In [None]:
# IMPORTANT: RUN THIS CELL IN ORDER TO IMPORT YOUR KAGGLE DATA SOURCES,
# THEN FEEL FREE TO DELETE THIS CELL.
# NOTE: THIS NOTEBOOK ENVIRONMENT DIFFERS FROM KAGGLE'S PYTHON
# ENVIRONMENT SO THERE MAY BE MISSING LIBRARIES USED BY YOUR
# NOTEBOOK.
import kagglehub
rounakbanik_the_movies_dataset_path = kagglehub.dataset_download('rounakbanik/the-movies-dataset')

print('Data source import complete.')


# 🦾Different Types of Recommendation Systems :

It is likely that you will concur that there are multiple approaches to determining what to suggest or recommend when a friend seeks our opinion. This principle is equally applicable to artificial intelligence.

In the realm of `machine learning`, three predominant techniques for constructing recommendation engines are
1. Content-based filtering.
2. Collaborative filtering.
3. Hybrid filtering.

## 1- content-based filtering:
This method generates suggestions *based on items* you have previously liked. It uses historical data such as purchase records and search history to identify similar products.

> For example, if you rated the movie "Inception" with five stars, the system will recommend similar movies such as "Interstellar".

![image.png](attachment:36e37efe-734b-44e0-addf-56e148240783.png)

However, if all recommendation systems solely relied on your viewing history, discovering new genres and films would be challenging. This is where **Collaborative filtering** comes into play. But what exactly does it entail?.

## 2- Collaborative filtering:
This method identifies other users who have similar preferences to you, and recommends items **based on their choices**.

> For example, if you and your friend both like the movie "The Shawshank Redemption", and your friend also likes "Forrest Gump", the system will recommend "Forrest Gump" to you.

![image.png](attachment:c069599b-e451-4388-befb-b8a251d590da.png)

In the following sections, I will show you how to build a movie recommendation engine using Python and **collaborative filtering techniques**.

## Summary:
![image.png](attachment:45c4702a-aa37-401f-b6c8-8703db115be1.png)
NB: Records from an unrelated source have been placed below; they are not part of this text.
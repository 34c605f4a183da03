use config::{Config, ConfigError, Environment, File};
use serde::Deserialize;
use std::env;

#[derive(Debug, Clone, Deserialize)]
pub struct Settings {
    pub server: ServerConfig,
    pub jwt: JwtConfig,
    #[serde(default)]
    pub store: StoreConfig,
    #[serde(default)]
    pub provider: ProviderConfig,
    #[serde(default)]
    pub campaign: CampaignConfig,
}

#[derive(Debug, Clone, Deserialize)]
pub struct ServerConfig {
    #[serde(default = "default_host")]
    pub host: String,
    #[serde(default = "default_port")]
    pub port: u16,
    #[serde(default)]
    pub cors_origins: Vec<String>,
}

#[derive(Debug, Clone, Deserialize)]
pub struct JwtConfig {
    pub secret: String,
    pub issuer: Option<String>,
    pub audience: Option<String>,
}

/// Document store backend selection.
#[derive(Debug, Clone, Deserialize)]
pub struct StoreConfig {
    /// Backend type: "memory" or "postgres"
    #[serde(default = "default_store_backend")]
    pub backend: String,
    /// Connection string for the postgres backend
    pub database_url: Option<String>,
    /// Maximum pool connections for the postgres backend
    #[serde(default = "default_max_connections")]
    pub max_connections: u32,
}

/// Push provider backend selection.
#[derive(Debug, Clone, Deserialize)]
pub struct ProviderConfig {
    /// Backend type: "noop" (logs sends without dispatching)
    #[serde(default = "default_provider_backend")]
    pub backend: String,
}

/// Campaign engine settings.
#[derive(Debug, Clone, Deserialize)]
pub struct CampaignConfig {
    /// Collection holding registration-token documents
    #[serde(default = "default_token_collection")]
    pub token_collection: String,
    /// Icon applied when a campaign does not specify one
    #[serde(default = "default_icon")]
    pub default_icon: String,
    /// Click action applied when a campaign does not specify one
    #[serde(default = "default_click_action")]
    pub default_click_action: String,
    /// Role required to launch campaigns
    #[serde(default = "default_admin_role")]
    pub admin_role: String,
}

fn default_host() -> String {
    "0.0.0.0".to_string()
}

fn default_port() -> u16 {
    8082
}

fn default_store_backend() -> String {
    "memory".to_string()
}

fn default_max_connections() -> u32 {
    10
}

fn default_provider_backend() -> String {
    "noop".to_string()
}

fn default_token_collection() -> String {
    "push_tokens".to_string()
}

fn default_icon() -> String {
    "/icons/icon-192x192.png".to_string()
}

fn default_click_action() -> String {
    "https://localhost/".to_string()
}

fn default_admin_role() -> String {
    "admin".to_string()
}

impl Settings {
    pub fn new() -> Result<Self, ConfigError> {
        // Load .env file if exists
        let _ = dotenvy::dotenv();

        let run_mode = env::var("RUN_MODE").unwrap_or_else(|_| "development".into());

        let builder = Config::builder()
            // Start with default values
            .set_default("server.host", "0.0.0.0")?
            .set_default("server.port", 8082)?
            .set_default("store.backend", "memory")?
            .set_default("provider.backend", "noop")?
            .set_default("campaign.token_collection", "push_tokens")?
            // Load config file if exists
            .add_source(File::with_name("config/default").required(false))
            .add_source(File::with_name(&format!("config/{}", run_mode)).required(false))
            // Load from environment variables
            // SERVER_HOST, SERVER_PORT, JWT_SECRET, STORE_DATABASE_URL, etc.
            .add_source(
                Environment::default()
                    .separator("_")
                    .try_parsing(true)
                    .list_separator(","),
            );

        builder.build()?.try_deserialize()
    }

    pub fn server_addr(&self) -> String {
        format!("{}:{}", self.server.host, self.server.port)
    }
}

impl Default for ServerConfig {
    fn default() -> Self {
        Self {
            host: default_host(),
            port: default_port(),
            cors_origins: vec![],
        }
    }
}

impl Default for StoreConfig {
    fn default() -> Self {
        Self {
            backend: default_store_backend(),
            database_url: None,
            max_connections: default_max_connections(),
        }
    }
}

impl Default for ProviderConfig {
    fn default() -> Self {
        Self {
            backend: default_provider_backend(),
        }
    }
}

impl Default for CampaignConfig {
    fn default() -> Self {
        Self {
            token_collection: default_token_collection(),
            default_icon: default_icon(),
            default_click_action: default_click_action(),
            admin_role: default_admin_role(),
        }
    }
}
![image.png](attachment:54a4168b-86ce-4141-bf38-9bcbeb1b9fa7.png)

_____

*I'm going to attempt to create a Recommendation Systems based on `collaborative filtering` using `matrix factorization` to get all my embeddings straight and then I'm going to top it off with a `k-means` clustering algorithm to get my prediction to see in general how well i have done collaborative filtering .*

____

## What Is Matrix Factorization ??

[*Matrix Factorization*](https://medium.com/@ilyurek/understanding-matrix-factorization-a-simple-guide-20e2b32989eb) is an advanced **collaborative filtering** technique used to solve the problem of missing data (such as movies that have not been rated by a user yet). We divide the large rating matrix into smaller matrices that represent the relationships between users and movies.

**How does it work?**

We take a rating matrix **R** where the rows contain users and the columns contain movies. The matrix stores the users' ratings for the movies. If a user has not rated a particular movie, this cell will be empty. Matrix analysis breaks this matrix into:

User matrix **U**: Each user is represented by a vector that reflects their hidden preferences.
Movie matrix **V**: Each movie is represented by a vector that reflects the hidden characteristics associated with that movie.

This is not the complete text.